Empuñar un espada, es lo que necesito. Volver a saborear la vida desde el lado apropiado del pomo de un arma, sentir el fragor de la batalla y la sensación de estar cumpliendo con el deber, son cosas que me hacen sentir viva, útil y eficaz.
La fragua y la pequeña herrería del distrito enano no llegaron a cubrir toda mi sed de vida. Martillear incesantemente sobre el yunque bajo el calor de las ascuas, atender y regatear los pedidos de granjeros, labradores y carreteros para, al acabar el día, disfrutar de una jarra de espumosa cerveza enana en El Cerdo Borracho, era todo a lo que se reducía mi rutina.

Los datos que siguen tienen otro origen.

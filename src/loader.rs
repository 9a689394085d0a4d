//! Result loader - parses one cucumber JSON document into a feature tree.
//!
//! The loader owns the raw serde layout of the document. Text fields are
//! turned into HTML fragments here (see `fragment`), so downstream code
//! only deals with ready-to-embed strings.

use crate::error::ReportError;
use crate::fragment;
use crate::types::{Feature, Scenario, Step, StepStatus};
use log::debug;
use serde::Deserialize;

#[derive(Debug, Deserialize)]
struct RawFeature {
    name: Option<String>,
    description: Option<String>,
    uri: Option<String>,
    tags: Option<Vec<RawTag>>,
    elements: Option<Vec<RawElement>>,
}

#[derive(Debug, Deserialize)]
struct RawElement {
    keyword: Option<String>,
    name: Option<String>,
    tags: Option<Vec<RawTag>>,
    steps: Option<Vec<RawStep>>,
}

#[derive(Debug, Deserialize)]
struct RawStep {
    keyword: Option<String>,
    name: Option<String>,
    result: Option<RawResult>,
}

#[derive(Debug, Default, Deserialize)]
struct RawResult {
    status: Option<String>,
    error_message: Option<String>,
}

#[derive(Debug, Deserialize)]
struct RawTag {
    name: Option<String>,
}

/// Parse a cucumber JSON document into its features.
///
/// The document either loads completely or fails; no partial tree is
/// returned. `document` identifies the input in error messages.
pub fn load_features(document: &str, raw: &str) -> Result<Vec<Feature>, ReportError> {
    let raw_features: Vec<RawFeature> =
        serde_json::from_str(raw).map_err(|source| ReportError::Parse { document: document.to_string(), source })?;

    debug!("Parsed {} features from {}", raw_features.len(), document);

    raw_features
        .into_iter()
        .enumerate()
        .map(|(idx, raw_feature)| convert_feature(document, idx, raw_feature))
        .collect()
}

/// Turn a feature URI into a filesystem-safe identifier
pub fn file_id(uri: &str) -> String {
    uri.replace(['/', '\\'], "-")
}

fn shape_error(document: &str, reason: String) -> ReportError {
    ReportError::Shape { document: document.to_string(), reason }
}

fn convert_feature(document: &str, idx: usize, raw: RawFeature) -> Result<Feature, ReportError> {
    let uri = raw.uri.ok_or_else(|| shape_error(document, format!("feature #{} has no `uri`", idx + 1)))?;
    let elements = raw
        .elements
        .ok_or_else(|| shape_error(document, format!("feature `{}` has no `elements`", uri)))?;

    let scenarios = elements
        .into_iter()
        .enumerate()
        .map(|(element_idx, element)| -> Result<Scenario, ReportError> {
            let steps = element.steps.ok_or_else(|| {
                shape_error(document, format!("element #{} of feature `{}` has no `steps`", element_idx + 1, uri))
            })?;
            Ok(Scenario {
                name: fragment::scenario_name(element.keyword.as_deref(), element.name.as_deref()),
                tags: tag_fragment(element.tags.as_deref()),
                steps: steps.into_iter().map(convert_step).collect(),
            })
        })
        .collect::<Result<Vec<_>, _>>()?;

    Ok(Feature {
        name: fragment::feature_name(raw.name.as_deref()),
        file: file_id(&uri),
        description: fragment::feature_description(raw.description.as_deref()),
        tags: tag_fragment(raw.tags.as_deref()),
        scenarios,
    })
}

fn convert_step(raw: RawStep) -> Step {
    let result = raw.result.unwrap_or_default();
    Step {
        name: fragment::step_name(raw.keyword.as_deref(), raw.name.as_deref()),
        status: StepStatus::from_raw(result.status.as_deref().unwrap_or("")),
        error_message: result.error_message.unwrap_or_default(),
    }
}

fn tag_fragment(tags: Option<&[RawTag]>) -> String {
    let names: Vec<&str> = tags.unwrap_or_default().iter().filter_map(|t| t.name.as_deref()).collect();
    fragment::tags(&names)
}

#[cfg(test)]
#[path = "loader_test.rs"]
mod loader_test;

Cada noche oiría las mismas historias una y otra vez, soportaría a presumidos gañanes que no tendrían ninguna oportunidad en un campo de batalla de verdad y, enventualmente, terminaría huyendo a casa, lejos de tan lamentable espectáculo. Patanes ebrios, mujeres de vida fácil, carteristas y timadores son la esencia de cualquier cantina y parece que esta en concreto atrae a la gran mayoría de ellos, como el gran remolino que dicen que existe en medio del gran océano y que espero ver algún día.

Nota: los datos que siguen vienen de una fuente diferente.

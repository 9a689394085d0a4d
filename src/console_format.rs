/// Console formatting module - Pure rendering concerns
///
/// This module handles the console summary printed after publishing:
/// - Table layout and borders
/// - Color terminal output
/// - Text truncation and padding
///
/// ## Output Flexibility
///
/// `TableWriter` writes to any `std::io::Write` destination, so the same
/// table can go to stdout (with colors) or into a buffer (plain).

use cuke_reports::DocumentOutcome;
use std::io::{self, Write};
use std::sync::OnceLock;
use term::color::Color;
use terminal_size::{Width, terminal_size};
use unicode_width::{UnicodeWidthChar, UnicodeWidthStr};

/// Width of each numeric column, including one space of padding per side
const COUNT_WIDTH: usize = 10;
const COUNT_COLUMNS: [&str; 6] = ["Features", "Scenarios", "Steps", "Passed", "Failed", "Skipped"];

/// Writer for table output - configurable for color/plain text
pub struct TableWriter<W: Write> {
    writer: W,
    use_colors: bool,
}

impl<W: Write> TableWriter<W> {
    /// Create a new table writer
    pub fn new(writer: W, use_colors: bool) -> Self {
        Self { writer, use_colors }
    }

    /// Write formatted text, optionally with color
    fn write_colored(&mut self, text: &str, color: Color) -> io::Result<()> {
        if self.use_colors {
            if let Some(ref mut t) = term::stdout() {
                let _ = t.fg(color);
                let _ = t.write_all(text.as_bytes());
                let _ = t.reset();
                Ok(())
            } else {
                write!(self.writer, "{}", text)
            }
        } else {
            write!(self.writer, "{}", text)
        }
    }

    fn write_border(&mut self, left: char, mid: char, right: char, document_width: usize) -> io::Result<()> {
        let mut line = String::new();
        line.push(left);
        line.push_str(&"─".repeat(document_width));
        for _ in COUNT_COLUMNS {
            line.push(mid);
            line.push_str(&"─".repeat(COUNT_WIDTH));
        }
        line.push(right);
        writeln!(self.writer, "{}", line)
    }

    fn format_row(document: &str, cells: &[String], document_width: usize) -> String {
        let mut row = format!("│ {} ", truncate_with_padding(document, document_width - 2));
        for cell in cells {
            row.push_str(&format!("│{:>width$} ", cell, width = COUNT_WIDTH - 1));
        }
        row.push('│');
        row
    }

    /// Write the per-document summary table.
    ///
    /// Successful documents are green when they have no failed steps and red
    /// otherwise; documents that could not be published show their error.
    pub fn write_summary_table(&mut self, outcomes: &[DocumentOutcome], total_width: usize) -> io::Result<()> {
        let document_width = document_column_width(total_width);

        self.write_border('┌', '┬', '┐', document_width)?;
        let headers: Vec<String> = COUNT_COLUMNS.iter().map(|h| h.to_string()).collect();
        writeln!(self.writer, "{}", Self::format_row("Result file", &headers, document_width))?;
        self.write_border('├', '┼', '┤', document_width)?;

        for outcome in outcomes {
            match &outcome.result {
                Ok(report) => {
                    let t = &report.totals;
                    let cells: Vec<String> = [t.features, t.scenarios, t.steps, t.passed, t.failed, t.skipped]
                        .iter()
                        .map(|n| n.to_string())
                        .collect();
                    let color = if t.failed > 0 { term::color::BRIGHT_RED } else { term::color::BRIGHT_GREEN };
                    self.write_colored(&Self::format_row(&outcome.document, &cells, document_width), color)?;
                    writeln!(self.writer)?;
                }
                Err(e) => {
                    let cells = vec!["-".to_string(); COUNT_COLUMNS.len()];
                    self.write_colored(&Self::format_row(&outcome.document, &cells, document_width), term::color::BRIGHT_RED)?;
                    writeln!(self.writer)?;
                    let inner = document_width + COUNT_COLUMNS.len() * (COUNT_WIDTH + 1);
                    writeln!(self.writer, "│ {} │", truncate_with_padding(&e.to_string(), inner - 2))?;
                }
            }
        }

        self.write_border('└', '┴', '┘', document_width)
    }
}

/// Width of the "Result file" column for a given table width
fn document_column_width(total_width: usize) -> usize {
    // Borders: one before each column plus the closing one
    let fixed = COUNT_COLUMNS.len() * (COUNT_WIDTH + 1) + 2;
    total_width.saturating_sub(fixed).clamp(16, 60)
}

static CONSOLE_WIDTH: OnceLock<usize> = OnceLock::new();

/// Override the detected console width (for testing or narrow CI logs)
pub fn set_console_width(width: usize) {
    let _ = CONSOLE_WIDTH.set(width);
}

/// Get console width: override, detected terminal width, or 120
pub fn get_console_width() -> usize {
    *CONSOLE_WIDTH.get_or_init(|| if let Some((Width(w), _)) = terminal_size() { w as usize } else { 120 })
}

//
// Text Formatting Utilities
//

/// Count the display width of a string, accounting for wide Unicode characters
pub fn display_width(s: &str) -> usize {
    UnicodeWidthStr::width(s)
}

/// Truncate and pad string to exact width
pub fn truncate_with_padding(s: &str, width: usize) -> String {
    let display_w = display_width(s);

    if display_w <= width {
        return format!("{}{}", s, " ".repeat(width - display_w));
    }

    // Reserve space for "..."
    let target_width = if width >= 3 { width - 3 } else { width };
    let mut result = String::new();
    let mut current_width = 0;

    for c in s.chars() {
        let c_width = UnicodeWidthChar::width(c).unwrap_or(1);
        if current_width + c_width > target_width {
            break;
        }
        result.push(c);
        current_width += c_width;
    }

    if width >= 3 {
        result.push_str("...");
        current_width += 3;
    }

    if current_width < width {
        result.push_str(&" ".repeat(width - current_width));
    }

    result
}

/// Print the summary table to stdout
pub fn print_summary_table(outcomes: &[DocumentOutcome]) {
    let mut writer = TableWriter::new(io::stdout(), true);
    let _ = writer.write_summary_table(outcomes, get_console_width());
}

#[cfg(test)]
#[path = "console_format_test.rs"]
mod console_format_test;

No se hacer otra cosa. Soy soldado.
Por eso cerré la herrería y me puse en camino hacia el Centro de Mando de Ventormenta, para alistarme bajo la enseña de la Corona y bajo el mando de buenos camaradas de armas, fiables y leales. De momento, hay tres reclutas, aparte del teniente Dárcius y el teniente Gílfor, pero pronto llegarán más y volveremos a ser una unidad de combate.
Las espadas serán de nuevo forjadas para servir en la batalla, como en los viejos tiempos.